When it comes to reviewing drugs, the Food and Drug Administration’s job seems straightforward: Make sure a drug is safe. Then make sure that it actually works and does what it says it’s supposed to.

It’s an essential mission that this deeply dysfunctional organization appears to be having trouble fulfilling.

FDA officials should be held accountable for being hostile and unprofessional toward private pharmaceutical companies who are trying to help the world.

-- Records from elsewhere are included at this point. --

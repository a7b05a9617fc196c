// SPDX-License-Identifier: CEPL-1.0
#![deny(unsafe_op_in_unsafe_fn)]
//! `ash` implementation of the present core plus the demo scene and the
//! frame-rate bar drawn on top of it.
use ash::vk;
use vkswap_render::PresentError;

mod device;
mod instance;
mod overlay;
mod scene;

pub use device::{AshDevice, DeviceOptions};
pub use overlay::FrameBarOverlay;
pub use scene::TriangleScene;

/// `map_err` adapter naming the failed Vulkan call.
pub(crate) fn failed(call: &'static str) -> impl FnOnce(vk::Result) -> PresentError {
    move |status| PresentError::vk(call, status)
}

I have been working in investigational drug development for almost two decades. As a politically conservative medical scientist at the FDA — a supreme rarity, I assure you — who has worked as a medical officer and senior medical analyst at the FDA, and as a former investigational medicine research scientist at Pfizer, I haven’t always agreed with regulatory decisions made by the FDA.

Lately though, in addition to disagreeing, I now fail to understand the FDA’s decisions. One example is the approval of flibanserin (Addyi), designed to improve low libido in women. The drug worked in only 8 to 13 percent of the women in which it was tested. On top of the pathetically poor efficacy, flibanserin can have life-threatening interactions with recreational alcohol consumption and some of the most commonly prescribed antibiotics and antifungals on the market.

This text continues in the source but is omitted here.